La corta filmografía de Cortés (tan sólo tiene 38 años) no debe engañarnos. Su debut en el largometraje, titulado
Concursante, confirmó las buenas sensaciones que había dejado con su corto 15 días, que le brindó un puñado de premios en varios países (incluido un
FilmMaster en los estudios de Universal en Los Ángeles). Pero no fue hasta hace dos años con
Buried cuando acabó de encumbrarse como un cineasta de primer nivel, cuyo envidiable futuro se había escrito en ese ataúd que encerraba a un transportista norteamericano que había sido raptado por unos iraquíes y enterrado -suponemos, porque la cinta se desarrolla íntegramente en una caja- en pleno desierto. La claustrofobia era máxima, y la víctima sólo contaba con un móvil a media cargar y un mechero, creando angustia e incertidumbre en el espectador, restando oxígeno a los desinflados pulmones de Ryan Reynolds, desde aquel sarcófago a dos metros bajo tierra, en un réquiem pegajoso que nos mantenía expectantes durante un rato.
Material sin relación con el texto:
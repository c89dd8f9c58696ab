use std::future::Future;
use std::sync::{Arc, Mutex, MutexGuard};
use std::time::{Duration, Instant};

use tokio_util::sync::CancellationToken;

use crate::config::ResilienceConfig;
use crate::error::{OrchestratorError, Result};
use crate::events::{CircuitEvent, EventBus};

#[derive(Debug, Clone, Copy, PartialEq, Eq)]
pub enum CircuitState {
    Closed,
    Open,
    /// One trial run is allowed through.
    HalfOpen,
}

#[derive(Debug)]
struct BreakerState {
    state: CircuitState,
    consecutive_failures: u32,
    opened_at: Option<Instant>,
    trial_in_flight: bool,
}

/// Fails workflow runs fast after repeated failures.
#[derive(Debug)]
pub struct CircuitBreaker {
    name: String,
    failure_threshold: u32,
    reset_timeout: Duration,
    inner: Mutex<BreakerState>,
    events: EventBus,
}

impl CircuitBreaker {
    pub fn new(
        name: impl Into<String>,
        failure_threshold: u32,
        reset_timeout: Duration,
        events: EventBus,
    ) -> Self {
        Self {
            name: name.into(),
            failure_threshold: failure_threshold.max(1),
            reset_timeout,
            inner: Mutex::new(BreakerState {
                state: CircuitState::Closed,
                consecutive_failures: 0,
                opened_at: None,
                trial_in_flight: false,
            }),
            events,
        }
    }

    fn lock(&self) -> MutexGuard<'_, BreakerState> {
        self.inner.lock().unwrap_or_else(|e| e.into_inner())
    }

    pub fn state(&self) -> CircuitState {
        self.lock().state
    }

    /// Whether a run may start now. An open breaker whose reset timeout has
    /// elapsed lets exactly one trial through.
    pub fn try_acquire(&self) -> bool {
        let mut inner = self.lock();
        match inner.state {
            CircuitState::Closed => true,
            CircuitState::Open => {
                let elapsed = inner
                    .opened_at
                    .map_or(true, |t| t.elapsed() >= self.reset_timeout);
                if elapsed {
                    tracing::info!(breaker = %self.name, "Circuit breaker half-open");
                    inner.state = CircuitState::HalfOpen;
                    inner.trial_in_flight = true;
                    true
                } else {
                    false
                }
            }
            CircuitState::HalfOpen => {
                if inner.trial_in_flight {
                    false
                } else {
                    inner.trial_in_flight = true;
                    true
                }
            }
        }
    }

    pub fn record_success(&self) {
        let mut inner = self.lock();
        inner.consecutive_failures = 0;
        inner.trial_in_flight = false;
        if inner.state != CircuitState::Closed {
            inner.state = CircuitState::Closed;
            inner.opened_at = None;
            drop(inner);
            tracing::info!(breaker = %self.name, "Circuit breaker closed");
            self.events.circuits().publish(CircuitEvent::Closed {
                name: self.name.clone(),
            });
        }
    }

    pub fn record_failure(&self) {
        let mut inner = self.lock();
        inner.consecutive_failures = inner.consecutive_failures.saturating_add(1);
        inner.trial_in_flight = false;
        let open = match inner.state {
            CircuitState::Closed => inner.consecutive_failures >= self.failure_threshold,
            CircuitState::HalfOpen => true,
            CircuitState::Open => false,
        };
        if open {
            inner.state = CircuitState::Open;
            inner.opened_at = Some(Instant::now());
            let failures = inner.consecutive_failures;
            drop(inner);
            tracing::warn!(breaker = %self.name, failures, "Circuit breaker opened");
            self.events.circuits().publish(CircuitEvent::Opened {
                name: self.name.clone(),
                failures,
            });
        }
    }

    /// A run that was cancelled says nothing about health; free the trial slot.
    pub fn record_cancelled(&self) {
        self.lock().trial_in_flight = false;
    }
}

/// Workflow-level retries on the same node, gated by a shared breaker.
#[derive(Debug, Clone)]
pub struct ResiliencePolicy {
    max_attempts: u32,
    retry_delay: Duration,
    breaker: Arc<CircuitBreaker>,
}

impl ResiliencePolicy {
    pub fn new(config: &ResilienceConfig, breaker: Arc<CircuitBreaker>) -> Self {
        Self {
            max_attempts: config.max_attempts.max(1),
            retry_delay: Duration::from_millis(config.retry_delay_ms),
            breaker,
        }
    }

    pub fn breaker(&self) -> &Arc<CircuitBreaker> {
        &self.breaker
    }

    /// Run `op` until it succeeds, the attempts run out, the breaker refuses
    /// or `cancel` fires. `op` receives the 1-based attempt number.
    pub async fn run<F, Fut, T>(&self, label: &str, cancel: &CancellationToken, mut op: F) -> Result<T>
    where
        F: FnMut(u32) -> Fut,
        Fut: Future<Output = Result<T>>,
    {
        let mut last_error = None;
        for attempt in 1..=self.max_attempts {
            if cancel.is_cancelled() {
                return Err(OrchestratorError::Cancelled);
            }
            if !self.breaker.try_acquire() {
                return Err(OrchestratorError::WorkflowFailed {
                    workflow: label.to_string(),
                    message: "circuit breaker open".to_string(),
                });
            }

            match op(attempt).await {
                Ok(value) => {
                    self.breaker.record_success();
                    return Ok(value);
                }
                Err(OrchestratorError::Cancelled) => {
                    self.breaker.record_cancelled();
                    return Err(OrchestratorError::Cancelled);
                }
                Err(e) => {
                    self.breaker.record_failure();
                    if attempt < self.max_attempts {
                        tracing::warn!(
                            workflow = label,
                            attempt,
                            max_attempts = self.max_attempts,
                            error = %e,
                            "Workflow run failed, retrying"
                        );
                        tokio::select! {
                            _ = cancel.cancelled() => return Err(OrchestratorError::Cancelled),
                            _ = tokio::time::sleep(self.retry_delay) => {}
                        }
                    }
                    last_error = Some(e);
                }
            }
        }
        Err(last_error.unwrap_or_else(|| OrchestratorError::WorkflowFailed {
            workflow: label.to_string(),
            message: "no attempt was made".to_string(),
        }))
    }
}
#[tokio::test]
async fn test_job_completes_and_releases_everything() {
    let handler = ScriptedHandler::succeed(Duration::from_millis(5));
    let coordinator = Arc::new(InMemoryCoordinator::new());
    let orchestrator = Orchestrator::builder(test_config())
        .with_executor(StepExecutor::uniform(handler.clone()))
        .with_coordinator(coordinator.clone())
        .build()
        .unwrap();
    orchestrator.register_node(node("a")).await.unwrap();
    let mut rx = orchestrator.events().jobs().subscribe();
    orchestrator.start(tokio_util::sync::CancellationToken::new()).unwrap();

    let job_id = orchestrator.submit(small_request()).await.unwrap();
    wait_for_state(&orchestrator, job_id, JobState::Completed).await;

    let summary = orchestrator.job(job_id).await.unwrap();
    assert_eq!(summary.workflow, "fast-sync");
    assert_eq!(summary.retries, 0);
    assert!(summary.error.is_none());
    assert_eq!(handler.calls(), 5);

    let pool = orchestrator.pool();
    let pool = pool.read().await;
    assert!(pool.allocation(job_id).is_none());
    assert_eq!(pool.node("a").unwrap().job_count(), 0);
    assert!(pool.check_invariants());
    drop(pool);
    assert!(coordinator.locks().await.is_empty());

    let events = drain(&mut rx);
    assert!(matches!(events.first(), Some(JobEvent::Accepted { workflow, .. }) if workflow == "fast-sync"));
    assert!(matches!(events.last(), Some(JobEvent::Completed { job_id: id }) if *id == job_id));

    orchestrator.shutdown(Duration::from_secs(1)).await;
}

#[tokio::test]
async fn test_failing_job_retries_then_fails() {
    let handler = ScriptedHandler::fail_step("b");
    let config = test_config().with_max_job_retries(2);
    let catalog = chain_catalog(RetryPolicy::new(2, Backoff::Fixed, 1, 10));
    let (orchestrator, _token) =
        start_orchestrator(config, catalog, handler.clone(), vec![node("a"), node("b")]).await;
    let mut rx = orchestrator.events().jobs().subscribe();

    let job_id = orchestrator.submit(small_request()).await.unwrap();
    wait_for_state(&orchestrator, job_id, JobState::Failed).await;

    let summary = orchestrator.job(job_id).await.unwrap();
    assert_eq!(summary.retries, 2);
    assert!(summary.error.unwrap().contains("Step 'b' failed after 2 attempt(s)"));
    // Three workflow runs, each trying b twice and never reaching c.
    assert_eq!(handler.calls_for("a"), 3);
    assert_eq!(handler.calls_for("b"), 6);
    assert_eq!(handler.calls_for("c"), 0);

    let events = drain(&mut rx);
    let retries: Vec<u32> = events
        .iter()
        .filter_map(|e| match e {
            JobEvent::Retrying { attempt, .. } => Some(*attempt),
            _ => None,
        })
        .collect();
    assert_eq!(retries, vec![1, 2]);
    assert!(matches!(events.last(), Some(JobEvent::Failed { .. })));
    assert!(orchestrator.pool().read().await.allocation(job_id).is_none());

    orchestrator.shutdown(Duration::from_secs(1)).await;
}

#[tokio::test]
async fn test_flaky_job_recovers_on_retry() {
    let handler = ScriptedHandler::fail_first(1);
    let catalog = chain_catalog(RetryPolicy::none());
    let (orchestrator, _token) =
        start_orchestrator(test_config(), catalog, handler.clone(), vec![node("a")]).await;

    let job_id = orchestrator.submit(small_request()).await.unwrap();
    wait_for_state(&orchestrator, job_id, JobState::Completed).await;

    let summary = orchestrator.job(job_id).await.unwrap();
    assert_eq!(summary.retries, 1);
    assert!(summary.error.is_none());

    orchestrator.shutdown(Duration::from_secs(1)).await;
}

#[tokio::test]
async fn test_unhealthy_node_jobs_move_to_healthy_nodes() {
    let handler = ScriptedHandler::blocking();
    let (orchestrator, _token) = start_orchestrator(
        test_config(),
        WorkflowCatalog::builtin(),
        handler.clone(),
        vec![node("a")],
    )
    .await;

    let mut ids = Vec::new();
    for _ in 0..3 {
        ids.push(orchestrator.submit(small_request()).await.unwrap());
    }
    wait_for_calls(&handler, 3).await;
    assert_eq!(jobs_on(&orchestrator, "a").await.len(), 3);

    orchestrator.register_node(node("b")).await.unwrap();
    orchestrator.register_node(node("c")).await.unwrap();
    let mut rx = orchestrator.events().jobs().subscribe();
    orchestrator
        .apply_health_signal("a", HealthStatus::Unhealthy)
        .await
        .unwrap();

    let o = orchestrator.clone();
    assert_eventually(
        move || {
            let o = o.clone();
            async move { o.pool().read().await.jobs_on("a").is_empty() }
        },
        SETTLE,
        "jobs still placed on the unhealthy node",
    )
    .await;

    for id in &ids {
        let summary = orchestrator.job(*id).await.unwrap();
        assert_eq!(summary.state, JobState::Processing);
        assert!(matches!(summary.node_id.as_deref(), Some("b") | Some("c")));
    }
    let reassigned = drain(&mut rx)
        .into_iter()
        .filter(|e| matches!(e, JobEvent::Reassigned { from, .. } if from == "a"))
        .count();
    assert_eq!(reassigned, 3);
    wait_for_calls(&handler, 6).await;
    assert!(orchestrator.pool().read().await.check_invariants());

    orchestrator.shutdown(Duration::from_millis(50)).await;
}

#[tokio::test]
async fn test_unhealthy_sole_node_fails_its_jobs() {
    let handler = ScriptedHandler::blocking();
    let (orchestrator, _token) = start_orchestrator(
        test_config(),
        WorkflowCatalog::builtin(),
        handler.clone(),
        vec![node("a")],
    )
    .await;

    let job_id = orchestrator.submit(small_request()).await.unwrap();
    wait_for_calls(&handler, 1).await;
    orchestrator
        .apply_health_signal("a", HealthStatus::Unhealthy)
        .await
        .unwrap();

    wait_for_state(&orchestrator, job_id, JobState::Failed).await;
    let summary = orchestrator.job(job_id).await.unwrap();
    assert!(summary.error.unwrap().contains("no healthy nodes available"));
    assert!(orchestrator.pool().read().await.allocation(job_id).is_none());

    orchestrator.shutdown(Duration::from_millis(50)).await;
}

#[tokio::test]
async fn test_departed_node_jobs_are_relocated() {
    let handler = ScriptedHandler::blocking();
    let (orchestrator, _token) = start_orchestrator(
        test_config(),
        WorkflowCatalog::builtin(),
        handler.clone(),
        vec![node("a")],
    )
    .await;

    let first = orchestrator.submit(small_request()).await.unwrap();
    let second = orchestrator.submit(small_request()).await.unwrap();
    wait_for_calls(&handler, 2).await;

    orchestrator.register_node(node("b")).await.unwrap();
    let orphaned = orchestrator.unregister_node("a").await.unwrap();
    assert_eq!(orphaned.len(), 2);

    let o = orchestrator.clone();
    assert_eventually(
        move || {
            let o = o.clone();
            async move { o.pool().read().await.jobs_on("b").len() == 2 }
        },
        SETTLE,
        "orphaned jobs were not placed on the remaining node",
    )
    .await;
    for id in [first, second] {
        assert_eq!(orchestrator.job(id).await.unwrap().node_id.as_deref(), Some("b"));
    }

    orchestrator.shutdown(Duration::from_millis(50)).await;
}

#[tokio::test]
async fn test_cancel_is_idempotent_and_releases_resources() {
    let handler = ScriptedHandler::blocking();
    let (orchestrator, _token) = start_orchestrator(
        test_config(),
        WorkflowCatalog::builtin(),
        handler.clone(),
        vec![node("a")],
    )
    .await;

    let job_id = orchestrator.submit(small_request()).await.unwrap();
    wait_for_calls(&handler, 1).await;

    assert!(orchestrator.cancel(job_id).await.unwrap());
    assert_eq!(orchestrator.job_state(job_id).await, Some(JobState::Cancelled));
    assert!(!orchestrator.cancel(job_id).await.unwrap());
    assert!(orchestrator.pool().read().await.allocation(job_id).is_none());
    assert_eq!(orchestrator.active_jobs().await, 0);

    let unknown = Uuid::new_v4();
    assert!(matches!(
        orchestrator.cancel(unknown).await,
        Err(OrchestratorError::JobNotFound(id)) if id == unknown
    ));

    orchestrator.shutdown(Duration::from_millis(50)).await;
}

#[tokio::test]
async fn test_admission_limit_rejects_excess_jobs() {
    let mut config = test_config();
    config.max_concurrent_jobs = 2;
    let (orchestrator, _token) = start_orchestrator(
        config,
        WorkflowCatalog::builtin(),
        ScriptedHandler::blocking(),
        vec![node("a"), node("b")],
    )
    .await;

    let first = orchestrator.submit(small_request()).await.unwrap();
    orchestrator.submit(small_request()).await.unwrap();
    assert!(matches!(
        orchestrator.submit(small_request()).await,
        Err(OrchestratorError::AdmissionClosed(_))
    ));

    orchestrator.cancel(first).await.unwrap();
    assert!(orchestrator.submit(small_request()).await.is_ok());

    orchestrator.shutdown(Duration::from_millis(50)).await;
}

#[tokio::test]
async fn test_no_capacity_rejects_without_side_effects() {
    let mut config = test_config();
    config.max_concurrent_jobs = 10;
    let (orchestrator, _token) = start_orchestrator(
        config,
        WorkflowCatalog::builtin(),
        ScriptedHandler::blocking(),
        vec![test_harness::sized_node("tiny", 500, 512)],
    )
    .await;

    let err = orchestrator.submit(small_request()).await.unwrap_err();
    assert!(matches!(err, OrchestratorError::ResourceExhausted(_)), "{err}");
    assert!(orchestrator.jobs().await.is_empty());
    assert_eq!(orchestrator.pool().read().await.allocations().count(), 0);

    orchestrator.shutdown(Duration::from_millis(50)).await;
}

#[tokio::test]
async fn test_critical_alert_halts_admission_until_recovery() {
    let mut config = test_config();
    config.pool.warning_utilization = 0.3;
    config.pool.critical_utilization = 0.6;
    let max = config.max_concurrent_jobs;
    let (orchestrator, _token) = start_orchestrator(
        config,
        WorkflowCatalog::builtin(),
        ScriptedHandler::blocking(),
        vec![node("a")],
    )
    .await;

    let hog = Uuid::new_v4();
    orchestrator
        .pool()
        .write()
        .await
        .allocate(hog, &ResourceRequirements::new(6_000, 1_024, 0, 0))
        .unwrap();

    let o = orchestrator.clone();
    assert_eventually(
        move || {
            let o = o.clone();
            async move { o.admission_limit() == 0 }
        },
        SETTLE,
        "critical alert did not halt admission",
    )
    .await;
    match orchestrator.submit(small_request()).await {
        Err(OrchestratorError::AdmissionClosed(reason)) => assert!(reason.contains("critical")),
        other => panic!("expected admission to be closed, got {other:?}"),
    }

    orchestrator.pool().write().await.release(hog);
    let o = orchestrator.clone();
    assert_eventually(
        move || {
            let o = o.clone();
            async move { o.admission_limit() == max }
        },
        SETTLE,
        "admission was not restored after recovery",
    )
    .await;
    assert!(orchestrator.submit(small_request()).await.is_ok());

    orchestrator.shutdown(Duration::from_millis(50)).await;
}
Asimismo, Cortés es una
rara avis, ya que hace suya la filosofía del creador Juan Palomo: escribe, dirige, edita y, entre descanso y descanso, produce junto a su compañero Adrián Guerra. Por supuesto, no es el primero ni el último, y eso no convierte sus obras en objeto de obligado análisis. No obstante, en
Luces rojas se hace evidente la necesidad de delegar algún cargo.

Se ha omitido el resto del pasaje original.